A physically motivated galaxy size definition across different state-of-the-art hydrodynamical simulations

TL;DR

This paper introduces a physically motivated galaxy size definition based on the stellar mass density contour at 1 Msun pc^-2, demonstrating its robustness and consistency across different simulations and redshifts, and its potential as a reliable observational tracer.

Contribution

It proposes and validates a new galaxy size metric using hydrodynamical simulations, showing its consistency and independence from galaxy formation model variations.

Findings

The R_1-M_star relation is consistent across galaxy masses and redshifts.

The size-stellar mass relation has low scatter and is robust across different simulation suites.

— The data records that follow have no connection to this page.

use anyhow::{Context, Result};
use serde::{Deserialize, Serialize};

use crate::config::FeaturePackConfig;
use crate::error::GraphError;
use crate::location::FeaturePackLocation;

#[derive(Debug, Clone, Default, PartialEq, Eq, Serialize, Deserialize)]
pub struct ProvisioningConfig {
    #[serde(default)]
    pub feature_packs: Vec<FeaturePackConfig>,
    #[serde(default)]
    pub transitive: Vec<FeaturePackConfig>,
}

impl ProvisioningConfig {
    pub fn builder() -> ProvisioningConfigBuilder {
        ProvisioningConfigBuilder::default()
    }

    pub fn to_builder(&self) -> ProvisioningConfigBuilder {
        ProvisioningConfigBuilder {
            feature_packs: self.feature_packs.clone(),
            transitive: self.transitive.clone(),
        }
    }

    pub fn from_toml_str(input: &str) -> Result<Self> {
        let parsed: Self =
            toml::from_str(input).context("failed to parse provisioning configuration")?;

        let mut builder = ProvisioningConfigBuilder::default();
        for feature_pack in parsed
            .feature_packs
            .iter()
            .chain(parsed.transitive.iter())
        {
            builder.add_feature_pack(feature_pack.clone())?;
        }
        Ok(parsed)
    }

    pub fn to_toml_string(&self) -> Result<String> {
        toml::to_string_pretty(self).context("failed to serialize provisioning configuration")
    }
}

#[derive(Debug, Clone, Default)]
pub struct ProvisioningConfigBuilder {
    pub(crate) feature_packs: Vec<FeaturePackConfig>,
    pub(crate) transitive: Vec<FeaturePackConfig>,
}

impl ProvisioningConfigBuilder {
    pub fn add_feature_pack_dep(
        &mut self,
        location: FeaturePackLocation,
    ) -> Result<&mut Self, GraphError> {
        self.add_feature_pack(FeaturePackConfig::of(location))
    }

    pub fn add_feature_pack(
        &mut self,
        feature_pack: FeaturePackConfig,
    ) -> Result<&mut Self, GraphError> {
        let producer = &feature_pack.location.producer;
        if self.contains_producer(producer) {
            return Err(GraphError::DuplicateProducer(producer.clone()));
        }

        if feature_pack.transitive {
            self.transitive.push(feature_pack);
        } else {
            self.feature_packs.push(feature_pack);
        }
        Ok(self)
    }

    pub fn feature_packs(&self) -> &[FeaturePackConfig] {
        &self.feature_packs
    }

    pub fn transitive_deps(&self) -> &[FeaturePackConfig] {
        &self.transitive
    }

    pub fn build(&self) -> ProvisioningConfig {
        ProvisioningConfig {
            feature_packs: self.feature_packs.clone(),
            transitive: self.transitive.clone(),
        }
    }

    fn contains_producer(&self, producer: &str) -> bool {
        self.feature_packs
            .iter()
            .chain(self.transitive.iter())
            .any(|existing| existing.location.producer == producer)
    }
}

R_1 correlates strongly with the galaxy's total mass, indicating its potential as a dynamical mass tracer.

Abstract

Galaxy sizes are a key parameter to distinguishing between different galaxy types and morphologies, reflecting their formation and assembly histories. Several methods define galaxy boundaries, often relying on light concentration or isophotal densities. However, these approaches were often constrained by observational limitations and did not necessarily provide a clear physical boundary for galaxy outskirts. With modern deep imaging surveys, a new physically motivated definition has emerged using the radial position of the star formation threshold as the galaxy size, approximated by the stellar mass density contour at 1 Msun pc^-2 (R_1). We test this definition using three state-of-the-art hydrodynamical simulation suites, analyzing stellar surface density profiles across a wide range of stellar masses and redshifts. We measure the galaxy sizes according to this new definition and compare them with the most traditional size metric, the stellar half-mass radius. Our analysis demonstrates that the R_1-M_star relation exhibits consistent behaviour across both low and high-stellar mass galaxies, with remarkably low scatter. This relation is independent of redshift and holds across the three different cosmological hydrodynamical simulation suites, highlighting its robustness to variations in galaxy formation models. Furthermore, we explore the connection between a galaxy's total mass within R1 and its stellar mass, finding very little scatter in this relation. This suggests that R1 could serve as a reliable observational tracer for the galaxy's dynamical mass. The size-stellar mass relation proposed provides a reliable and physically motivated method for defining the outskirts of galaxies. This method remains consistent not only at z=0 but also throughout the evolutionary history of galaxies, offering a robust and meaningful framework for galaxy evolution studies.